= Beginning of Section =
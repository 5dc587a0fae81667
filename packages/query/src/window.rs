//! Upstream time windows for each intent. All windows are UTC.

use chrono::{DateTime, Datelike as _, Days, NaiveDate, NaiveTime, TimeDelta, Utc};

use crate::QueryError;

/// An inclusive `[start, end]` time window.
pub type Window = (DateTime<Utc>, DateTime<Utc>);

fn midnight(date: NaiveDate) -> DateTime<Utc> {
    date.and_time(NaiveTime::MIN).and_utc()
}

fn end_of_day(date: NaiveDate) -> DateTime<Utc> {
    midnight(date) + TimeDelta::seconds(86_399)
}

/// January 1st of the current year, 00:00:00, through `now`.
#[must_use]
pub fn year_to_date(now: DateTime<Utc>) -> Window {
    let today = now.date_naive();
    let jan_first = today - Days::new(u64::from(today.ordinal0()));
    (midnight(jan_first), now)
}

/// Today from 00:00:00 to 23:59:59.
#[must_use]
pub fn today(now: DateTime<Utc>) -> Window {
    let date = now.date_naive();
    (midnight(date), end_of_day(date))
}

/// The seven days before `now`.
#[must_use]
pub fn last_week(now: DateTime<Utc>) -> Window {
    (now - TimeDelta::days(7), now)
}

/// First day of the month 00:00:00 through first day of the next month
/// 00:00:00.
///
/// # Errors
///
/// Returns [`QueryError::Validation`] if the year/month pair is not
/// representable.
pub fn month(year: i32, month: u32) -> Result<Window, QueryError> {
    let (next_year, next_month) = if month == 12 {
        (year + 1, 1)
    } else {
        (year, month + 1)
    };
    let first = NaiveDate::from_ymd_opt(year, month, 1);
    let next = NaiveDate::from_ymd_opt(next_year, next_month, 1);
    match (first, next) {
        (Some(first), Some(next)) => Ok((midnight(first), midnight(next))),
        _ => Err(QueryError::validation(
            "month",
            format!("{year}-{month:02} is not a valid month"),
        )),
    }
}

/// `start` 00:00:00 through `end` 23:59:59.
///
/// # Errors
///
/// Returns [`QueryError::Validation`] if `start` is after `end`.
pub fn date_range(start: NaiveDate, end: NaiveDate) -> Result<Window, QueryError> {
    if start > end {
        return Err(QueryError::validation(
            "startdate",
            format!("startdate ({start}) must not be after enddate ({end})"),
        ));
    }
    Ok((midnight(start), end_of_day(end)))
}
//! HTTP implementation of [`EventSource`] backed by `reqwest`.
//!
//! One GET per call. FDSN services answer `204 No Content` when a window
//! holds no events, which is treated as an empty collection.

use async_trait::async_trait;
use quakewatch_event_models::SeismicEvent;

use crate::{EventSource, SourceError, UpstreamQuery, parse_feature_collection};

/// Fetches events from an FDSN event endpoint.
#[derive(Debug, Clone)]
pub struct HttpEventSource {
    client: reqwest::Client,
    base_url: String,
}

impl HttpEventSource {
    /// Creates a source for `base_url` using the given client.
    #[must_use]
    pub fn new(client: reqwest::Client, base_url: impl Into<String>) -> Self {
        Self {
            client,
            base_url: base_url.into(),
        }
    }

    /// The configured endpoint.
    #[must_use]
    pub fn base_url(&self) -> &str {
        &self.base_url
    }

    /// Performs one GET against a fully assembled URL.
    ///
    /// # Errors
    ///
    /// Returns [`SourceError::Status`] on a non-success response, or
    /// [`SourceError::Http`]/[`SourceError::Json`] if the transport or
    /// body parsing fails.
    pub async fn fetch_url(&self, url: &str) -> Result<Vec<SeismicEvent>, SourceError> {
        log::debug!("GET {url}");
        let response = self.client.get(url).send().await?;
        let status = response.status();

        if status == reqwest::StatusCode::NO_CONTENT {
            log::debug!("Upstream returned 204, no events in window");
            return Ok(Vec::new());
        }

        if !status.is_success() {
            log::warn!("Upstream returned HTTP {status} for {url}");
            return Err(SourceError::Status {
                status: status.as_u16(),
                reason: status.canonical_reason().unwrap_or("Unknown").to_string(),
            });
        }

        let body = response.text().await?;
        let events = parse_feature_collection(&body)?;
        log::debug!("Upstream returned {} events", events.len());
        Ok(events)
    }
}

#[async_trait]
impl EventSource for HttpEventSource {
    async fn fetch(&self, query: &UpstreamQuery) -> Result<Vec<SeismicEvent>, SourceError> {
        let url = query.to_url(&self.base_url)?;
        self.fetch_url(&url).await
    }
}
= End of Section =
• _What the task requires_: The answer consists of every line above in which the word "Returns" occurs.

• _Worked solution_:
/// Returns [`QueryError::Validation`] if the year/month pair is not
/// Returns [`QueryError::Validation`] if `start` is after `end`.
    /// Returns [`SourceError::Status`] on a non-success response, or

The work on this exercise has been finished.